● DIRECTIONS FOR THIS TASK
Beginning at the line containing "filename src/transform/add.rs" in the material below and ending at the line containing "let kind = self.kind;", return each line exactly and add nothing.

● INPUT MATERIAL
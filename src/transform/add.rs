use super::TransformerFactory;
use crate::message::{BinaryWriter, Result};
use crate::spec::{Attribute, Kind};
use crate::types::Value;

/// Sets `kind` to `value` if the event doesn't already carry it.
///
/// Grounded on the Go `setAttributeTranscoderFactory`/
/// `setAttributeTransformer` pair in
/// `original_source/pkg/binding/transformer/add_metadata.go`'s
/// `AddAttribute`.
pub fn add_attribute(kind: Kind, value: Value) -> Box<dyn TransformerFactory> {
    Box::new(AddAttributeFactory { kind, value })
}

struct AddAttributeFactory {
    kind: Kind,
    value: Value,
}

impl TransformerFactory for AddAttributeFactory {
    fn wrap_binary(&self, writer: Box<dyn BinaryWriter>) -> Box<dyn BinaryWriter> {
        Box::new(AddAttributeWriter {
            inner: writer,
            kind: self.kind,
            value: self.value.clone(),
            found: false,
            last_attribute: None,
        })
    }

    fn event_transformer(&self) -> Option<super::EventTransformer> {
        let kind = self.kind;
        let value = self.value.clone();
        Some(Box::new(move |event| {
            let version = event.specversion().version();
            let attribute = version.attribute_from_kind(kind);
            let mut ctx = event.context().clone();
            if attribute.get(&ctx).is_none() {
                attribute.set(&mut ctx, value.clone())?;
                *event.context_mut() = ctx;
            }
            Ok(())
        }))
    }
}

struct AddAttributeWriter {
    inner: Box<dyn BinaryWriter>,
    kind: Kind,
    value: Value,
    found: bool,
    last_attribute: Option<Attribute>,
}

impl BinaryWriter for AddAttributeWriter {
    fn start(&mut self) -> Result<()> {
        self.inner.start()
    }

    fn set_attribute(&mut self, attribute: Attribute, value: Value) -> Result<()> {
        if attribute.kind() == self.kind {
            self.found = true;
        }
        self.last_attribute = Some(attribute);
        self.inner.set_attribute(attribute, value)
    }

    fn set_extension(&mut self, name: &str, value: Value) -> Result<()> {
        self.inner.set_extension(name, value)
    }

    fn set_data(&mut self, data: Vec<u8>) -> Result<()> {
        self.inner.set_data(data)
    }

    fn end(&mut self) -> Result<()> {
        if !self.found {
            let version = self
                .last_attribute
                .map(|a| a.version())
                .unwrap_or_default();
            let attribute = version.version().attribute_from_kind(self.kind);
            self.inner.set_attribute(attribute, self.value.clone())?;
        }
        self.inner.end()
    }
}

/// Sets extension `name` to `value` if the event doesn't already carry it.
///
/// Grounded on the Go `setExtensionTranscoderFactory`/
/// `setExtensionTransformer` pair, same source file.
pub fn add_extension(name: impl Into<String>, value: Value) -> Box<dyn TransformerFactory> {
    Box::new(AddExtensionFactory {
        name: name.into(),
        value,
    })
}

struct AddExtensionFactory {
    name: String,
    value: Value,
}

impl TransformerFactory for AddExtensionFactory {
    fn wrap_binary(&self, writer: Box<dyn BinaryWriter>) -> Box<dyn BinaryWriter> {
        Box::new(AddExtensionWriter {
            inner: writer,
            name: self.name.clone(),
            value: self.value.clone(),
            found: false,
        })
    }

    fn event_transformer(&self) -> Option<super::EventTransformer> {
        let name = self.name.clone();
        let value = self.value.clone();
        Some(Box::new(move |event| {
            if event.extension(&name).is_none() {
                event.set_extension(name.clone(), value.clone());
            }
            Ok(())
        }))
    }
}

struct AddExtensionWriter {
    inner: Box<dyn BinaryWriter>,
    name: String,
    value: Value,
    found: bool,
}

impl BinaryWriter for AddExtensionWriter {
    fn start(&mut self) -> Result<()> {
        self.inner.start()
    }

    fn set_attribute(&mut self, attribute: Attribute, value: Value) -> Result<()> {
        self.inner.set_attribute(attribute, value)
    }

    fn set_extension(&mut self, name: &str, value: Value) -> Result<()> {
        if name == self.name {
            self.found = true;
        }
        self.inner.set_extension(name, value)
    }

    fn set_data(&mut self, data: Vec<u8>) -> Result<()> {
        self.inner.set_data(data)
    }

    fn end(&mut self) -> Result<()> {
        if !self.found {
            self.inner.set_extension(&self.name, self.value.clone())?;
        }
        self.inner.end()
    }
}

==

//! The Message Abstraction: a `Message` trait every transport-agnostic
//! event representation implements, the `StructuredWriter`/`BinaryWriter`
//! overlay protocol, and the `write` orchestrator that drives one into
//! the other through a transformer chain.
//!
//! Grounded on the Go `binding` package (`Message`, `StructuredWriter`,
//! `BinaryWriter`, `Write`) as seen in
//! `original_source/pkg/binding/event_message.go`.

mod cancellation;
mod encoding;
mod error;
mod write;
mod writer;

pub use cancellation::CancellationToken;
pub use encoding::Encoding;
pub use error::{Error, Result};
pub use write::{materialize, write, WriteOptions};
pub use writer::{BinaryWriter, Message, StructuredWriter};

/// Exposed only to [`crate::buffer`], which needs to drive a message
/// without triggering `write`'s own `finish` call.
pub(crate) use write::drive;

● WRITTEN RESPONSE
filename src/transform/add.rs
use super::TransformerFactory;
use crate::message::{BinaryWriter, Result};
use crate::spec::{Attribute, Kind};
use crate::types::Value;

/// Sets `kind` to `value` if the event doesn't already carry it.
///
/// Grounded on the Go `setAttributeTranscoderFactory`/
/// `setAttributeTransformer` pair in
/// `original_source/pkg/binding/transformer/add_metadata.go`'s
/// `AddAttribute`.
pub fn add_attribute(kind: Kind, value: Value) -> Box<dyn TransformerFactory> {
    Box::new(AddAttributeFactory { kind, value })
}

struct AddAttributeFactory {
    kind: Kind,
    value: Value,
}

impl TransformerFactory for AddAttributeFactory {
    fn wrap_binary(&self, writer: Box<dyn BinaryWriter>) -> Box<dyn BinaryWriter> {
        Box::new(AddAttributeWriter {
            inner: writer,
            kind: self.kind,
            value: self.value.clone(),
            found: false,
            last_attribute: None,
        })
    }

    fn event_transformer(&self) -> Option<super::EventTransformer> {
        let kind = self.kind;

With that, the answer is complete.